++++ MATERIAL FOR THE TASK ++++
use serde::{Deserialize, Serialize};

#[derive(Debug, Clone, Default, Serialize, Deserialize)]
pub struct AppConfig {
    pub server: ServerConfig,
    pub database: DatabaseConfig,
    pub metadata: MetadataConfig,
}

#[derive(Debug, Clone, Serialize, Deserialize)]
pub struct ServerConfig {
    pub host: String,
    pub port: u16,
}

#[derive(Debug, Clone, Serialize, Deserialize)]
pub struct DatabaseConfig {
    /// Keep everything in process memory instead of PostgreSQL
    pub in_memory: bool,
    pub connection_string: Option<String>,
    pub host: String,
    pub port: u16,
    pub user: String,
    pub password: String,
    pub name: String,
    pub max_connections: Option<u32>,
}

#[derive(Debug, Clone, Serialize, Deserialize)]
pub struct MetadataConfig {
    pub base_url: String,
    pub timeout_secs: Option<u64>,
}

impl Default for ServerConfig {
    fn default() -> Self {
        Self {
            host: "0.0.0.0".to_string(),
            port: 8080,
        }
    }
}

impl Default for DatabaseConfig {
    fn default() -> Self {
        Self {
            in_memory: false,
            connection_string: None,
            host: "localhost".to_string(),
            port: 5432,
            user: "postgres".to_string(),
            password: "postgres".to_string(),
            name: "songs".to_string(),
            max_connections: Some(20),
        }
    }
}

impl Default for MetadataConfig {
    fn default() -> Self {
        Self {
            base_url: "http://music-api:8080".to_string(),
            timeout_secs: Some(10),
        }
    }
}

/// Plain variables understood for compatibility with existing deployments,
/// mapped onto their configuration keys.
const LEGACY_ENV_KEYS: [(&str, &str); 6] = [
    ("SERVER_PORT", "server.port"),
    ("DB_HOST", "database.host"),
    ("DB_PORT", "database.port"),
    ("DB_USER", "database.user"),
    ("DB_PASSWORD", "database.password"),
    ("DB_NAME", "database.name"),
];

impl AppConfig {
    /// Load configuration from defaults, an optional config file and environment variables
    pub fn load() -> anyhow::Result<Self> {
        let mut config = config::Config::builder();

        // Add default configuration
        config = config.add_source(config::Config::try_from(&AppConfig::default())?);

        // Add config file if it exists
        config = config.add_source(config::File::with_name("config").required(false));

        // SONGS_SERVER__PORT, SONGS_DATABASE__MAX_CONNECTIONS, ...
        config = config.add_source(
            config::Environment::with_prefix("SONGS")
                .prefix_separator("_")
                .separator("__")
                .try_parsing(true),
        );

        for (variable, key) in LEGACY_ENV_KEYS {
            config = config.set_override_option(key, std::env::var(variable).ok())?;
        }

        let app_config: AppConfig = config.build()?.try_deserialize()?;
        Ok(app_config)
    }

    /// Get the database URL from config or environment
    pub fn database_url(&self) -> String {
        if let Some(connection_string) = &self.database.connection_string {
            return connection_string.clone();
        }

        // Fall back to environment variable
        if let Ok(url) = std::env::var("DATABASE_URL") {
            return url;
        }

        let db = &self.database;
        format!(
            "postgres://{}:{}@{}:{}/{}?sslmode=disable",
            db.user, db.password, db.host, db.port, db.name
        )
    }

    pub fn max_connections(&self) -> u32 {
        self.database.max_connections.unwrap_or(20)
    }

    /// Get the server bind address
    pub fn server_address(&self) -> String {
        format!("{}:{}", self.server.host, self.server.port)
    }
}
++++
* WORK ITEM:
None of the lines before the one containing "self.database.max_connections.unwrap_or(20)" belong in the answer; reproduce that line and all later lines of the records exactly.

* OUTPUT OF THE TASK:
        self.database.max_connections.unwrap_or(20)
    }

    /// Get the server bind address
    pub fn server_address(&self) -> String {
        format!("{}:{}", self.server.host, self.server.port)
    }
}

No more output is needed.